What: Cliff Schmidt from Literacy Bridge

When: Tuesday, April 1st at 12 noon

Where: The Allen Center, CSE 203

Join us tomorrow for the first Change seminar of spring quarter. This week we will have a talk by Cliff Schmidt from Literacy Bridge <http://www.literacybridge.org/>.

*Abstract
*Reaching remote villages with agriculture training and health promotion can dramatically reduce poverty, disease, and hunger. Mobile phones offer a solution in some cases: SMS messages can reach literate users, and voice calls can reach those who own a phone and can easily keep it charged.
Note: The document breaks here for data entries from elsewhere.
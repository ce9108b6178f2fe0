//! 计数器快照
//!
//! - GET /metrics

use api_contract::MetricsSnapshotDto;
use axum::{
    Json,
    http::StatusCode,
    response::{IntoResponse, Response},
};
use ping_telemetry::metrics;

pub async fn get_metrics() -> Response {
    let snapshot = metrics().snapshot();
    (
        StatusCode::OK,
        Json(MetricsSnapshotDto {
            pings_inserted: snapshot.pings_inserted,
            pings_duplicate: snapshot.pings_duplicate,
            pings_rejected: snapshot.pings_rejected,
            queries_served: snapshot.queries_served,
            queries_rejected: snapshot.queries_rejected,
            store_failures: snapshot.store_failures,
        }),
    )
        .into_response()
}
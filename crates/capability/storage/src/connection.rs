//! 数据库连接管理
//!
//! 提供数据库连接池初始化功能：
//! - connect_pool：建立 Postgres 连接池
//! - ensure_schema：建表（device_id + ts 复合主键保证集合语义）

use crate::error::StorageError;
use sqlx::PgPool;
use sqlx::postgres::PgPoolOptions;

/// 建立 Postgres 连接池
///
/// # 参数
/// - `database_url`：Postgres 连接字符串
/// - `max_connections`：连接池上限
pub async fn connect_pool(
    database_url: &str,
    max_connections: u32,
) -> Result<PgPool, StorageError> {
    let pool = PgPoolOptions::new()
        .max_connections(max_connections.max(1))
        .connect(database_url)
        .await?;
    Ok(pool)
}

/// 创建 `device_pings` 表（已存在时跳过）。
///
/// 复合主键 `(device_id, ts)` 使同一设备的重复 ping 在库内即被拒绝。
pub async fn ensure_schema(pool: &PgPool) -> Result<(), StorageError> {
    sqlx::query(
        "create table if not exists device_pings ( \
            device_id text not null, \
            ts bigint not null, \
            primary key (device_id, ts) \
         )",
    )
    .execute(pool)
    .await?;
    Ok(())
}
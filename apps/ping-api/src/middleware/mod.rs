//! 中间件

mod request_context;

pub use request_context::request_context;
use ping_telemetry::{metrics, record_ping_duplicate, record_ping_inserted, record_store_failure};

#[test]
fn counters_only_grow() {
    let before = metrics().snapshot();
    record_ping_inserted();
    record_ping_inserted();
    record_ping_duplicate();
    record_store_failure();
    let after = metrics().snapshot();

    assert!(after.pings_inserted >= before.pings_inserted + 2);
    assert!(after.pings_duplicate >= before.pings_duplicate + 1);
    assert!(after.store_failures >= before.store_failures + 1);
}
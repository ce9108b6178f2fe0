//! Postgres ping 存储实现

use crate::error::StorageError;
use crate::traits::PingStore;
use crate::validation::ensure_device_id;
use domain::DeviceRecord;
use sqlx::{PgPool, Row};

pub struct PgPingStore {
    pub pool: PgPool,
}

impl PgPingStore {
    pub fn new(pool: PgPool) -> Self {
        Self { pool }
    }
}

#[async_trait::async_trait]
impl PingStore for PgPingStore {
    async fn insert_ping(&self, device_id: &str, ts: i64) -> Result<bool, StorageError> {
        ensure_device_id(device_id)?;
        let result = sqlx::query(
            "insert into device_pings (device_id, ts) values ($1, $2) \
             on conflict (device_id, ts) do nothing",
        )
        .bind(device_id)
        .bind(ts)
        .execute(&self.pool)
        .await?;
        Ok(result.rows_affected() == 1)
    }

    async fn list_devices(&self) -> Result<Vec<DeviceRecord>, StorageError> {
        let rows = sqlx::query(
            "select device_id, array_agg(ts) as pings \
             from device_pings \
             group by device_id \
             order by device_id",
        )
        .fetch_all(&self.pool)
        .await?;

        let mut items = Vec::with_capacity(rows.len());
        for row in rows {
            let device_id: String = row.try_get("device_id")?;
            let pings: Vec<i64> = row.try_get("pings")?;
            items.push(DeviceRecord::with_pings(device_id, pings));
        }
        Ok(items)
    }

    async fn find_device(&self, device_id: &str) -> Result<Option<DeviceRecord>, StorageError> {
        ensure_device_id(device_id)?;
        let rows = sqlx::query("select ts from device_pings where device_id = $1")
            .bind(device_id)
            .fetch_all(&self.pool)
            .await?;
        if rows.is_empty() {
            return Ok(None);
        }
        let mut pings = Vec::with_capacity(rows.len());
        for row in rows {
            pings.push(row.try_get::<i64, _>("ts")?);
        }
        Ok(Some(DeviceRecord::with_pings(device_id, pings)))
    }

    async fn clear(&self) -> Result<(), StorageError> {
        let result = sqlx::query("delete from device_pings")
            .execute(&self.pool)
            .await?;
        tracing::debug!(rows = result.rows_affected(), "device_pings cleared");
        Ok(())
    }
}
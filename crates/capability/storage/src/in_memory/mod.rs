//! 内存存储实现模块
//!
//! 默认后端，也用于单元测试和集成测试。
//!
//! 包含以下实现：
//! - PingStore: InMemoryPingStore

pub mod ping;

pub use ping::*;
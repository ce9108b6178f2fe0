pub mod window;

pub use window::{
    TimeWindow, WindowError, midnight_epoch, parse_date, parse_epoch, resolve_date, resolve_range,
};

use std::collections::HashSet;

/// 查询时代表“全部设备”的保留选择符，不是合法的设备 ID。
pub const RESERVED_ALL_SELECTOR: &str = "all";

/// 设备记录：设备 ID 与其去重后的 ping 集合（epoch 秒）。
///
/// 集合无序；迭代顺序不保证在多次操作之间稳定。
#[derive(Debug, Clone, Default, PartialEq, Eq)]
pub struct DeviceRecord {
    pub device_id: String,
    pub pings: HashSet<i64>,
}

impl DeviceRecord {
    pub fn new(device_id: impl Into<String>) -> Self {
        Self {
            device_id: device_id.into(),
            pings: HashSet::new(),
        }
    }

    /// 以给定 ping 构造记录（重复值自动合并）。
    pub fn with_pings(device_id: impl Into<String>, pings: impl IntoIterator<Item = i64>) -> Self {
        Self {
            device_id: device_id.into(),
            pings: pings.into_iter().collect(),
        }
    }
}

/// 查询目标：单个设备或全部设备。
#[derive(Debug, Clone, PartialEq, Eq)]
pub enum DeviceSelector {
    All,
    Device(String),
}

impl DeviceSelector {
    /// 路径参数 `all` 解析为全部设备，其余原样作为设备 ID。
    pub fn parse(value: &str) -> Self {
        if value == RESERVED_ALL_SELECTOR {
            Self::All
        } else {
            Self::Device(value.to_string())
        }
    }
}
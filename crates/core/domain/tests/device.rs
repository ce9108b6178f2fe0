use domain::{DeviceRecord, DeviceSelector};

#[test]
fn selector_recognises_reserved_all() {
    assert_eq!(DeviceSelector::parse("all"), DeviceSelector::All);
    assert_eq!(
        DeviceSelector::parse("device-1"),
        DeviceSelector::Device("device-1".to_string())
    );
    assert_eq!(
        DeviceSelector::parse("ALL"),
        DeviceSelector::Device("ALL".to_string())
    );
}

#[test]
fn device_record_collapses_duplicates() {
    let record = DeviceRecord::with_pings("device-1", [5, 5, 7]);
    assert_eq!(record.pings.len(), 2);
}
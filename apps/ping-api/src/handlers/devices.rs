//! 设备 handlers
//!
//! - GET /devices - 列出所有已知设备 ID
//! - POST /clear_data - 删除全部设备与 ping

use crate::AppState;
use crate::utils::response::{empty_array_bad_request, empty_bad_request, empty_ok};
use api_contract::DeviceIdsPayload;
use axum::{
    Json,
    extract::State,
    http::StatusCode,
    response::{IntoResponse, Response},
};
use tracing::info;

/// 列出设备
///
/// 成功时返回 `200 OK` 和设备 ID 数组；存储扫描失败时返回 `400` 和 `[]`。
pub async fn list_devices(State(state): State<AppState>) -> Response {
    match state.pings.list_device_ids().await {
        Ok(ids) => {
            let data: DeviceIdsPayload = ids;
            (StatusCode::OK, Json(data)).into_response()
        }
        Err(_) => empty_array_bad_request(),
    }
}

/// 清空数据
///
/// 与并发写入之间没有事务保证，清空期间写入的 ping 可能保留也可能丢失。
pub async fn clear_data(State(state): State<AppState>) -> Response {
    match state.pings.clear().await {
        Ok(()) => {
            info!(target: "ping.api", "data_cleared");
            empty_ok()
        }
        Err(_) => empty_bad_request(),
    }
}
But in villages with 10% literacy rates, no electricity, and where most women don't own a phone, mobile solutions have failed --- and this is where you find extreme poverty. Radio broadcasts address these challenges but run into others: listeners must be available during the broadcast and they must remember everything they hear. Illiterate users, who cannot take notes, must rely on their memories when the information is needed; otherwise, they need an on-demand solution. Cloud services and smart, connected, devices are increasingly able to distribute digital information right up to the last mile, but not beyond. Join us to discuss our experience leveraging mobile devices, but reaching beyond them with a simple, durable, audio device that provides on-demand messages while capturing metrics and user feedback to send back via mobile technology to cloud-based services.

*About The Speaker*
Cliff started Literacy Bridge in 2007, leading the development of an audio-based mobile device called the "Talking Book" for people with minimal literacy skills living in rural areas without electricity or Internet access. Literacy Bridge now partners with UNICEF to use Talking Books to reach 40,000 people with new on-demand content every six weeks. Cliff received the Microsoft Alumni Foundation Integral Fellow Award by Bill and Melinda Gates and was awarded a Clinton Global Initiative membership by President Bill Clinton. He received the top prize at the Tech Awards in 2012 and Computerworld Honors in 2013, and was selected by the PBS Newshour as one of five Agents for Social Change in 2013.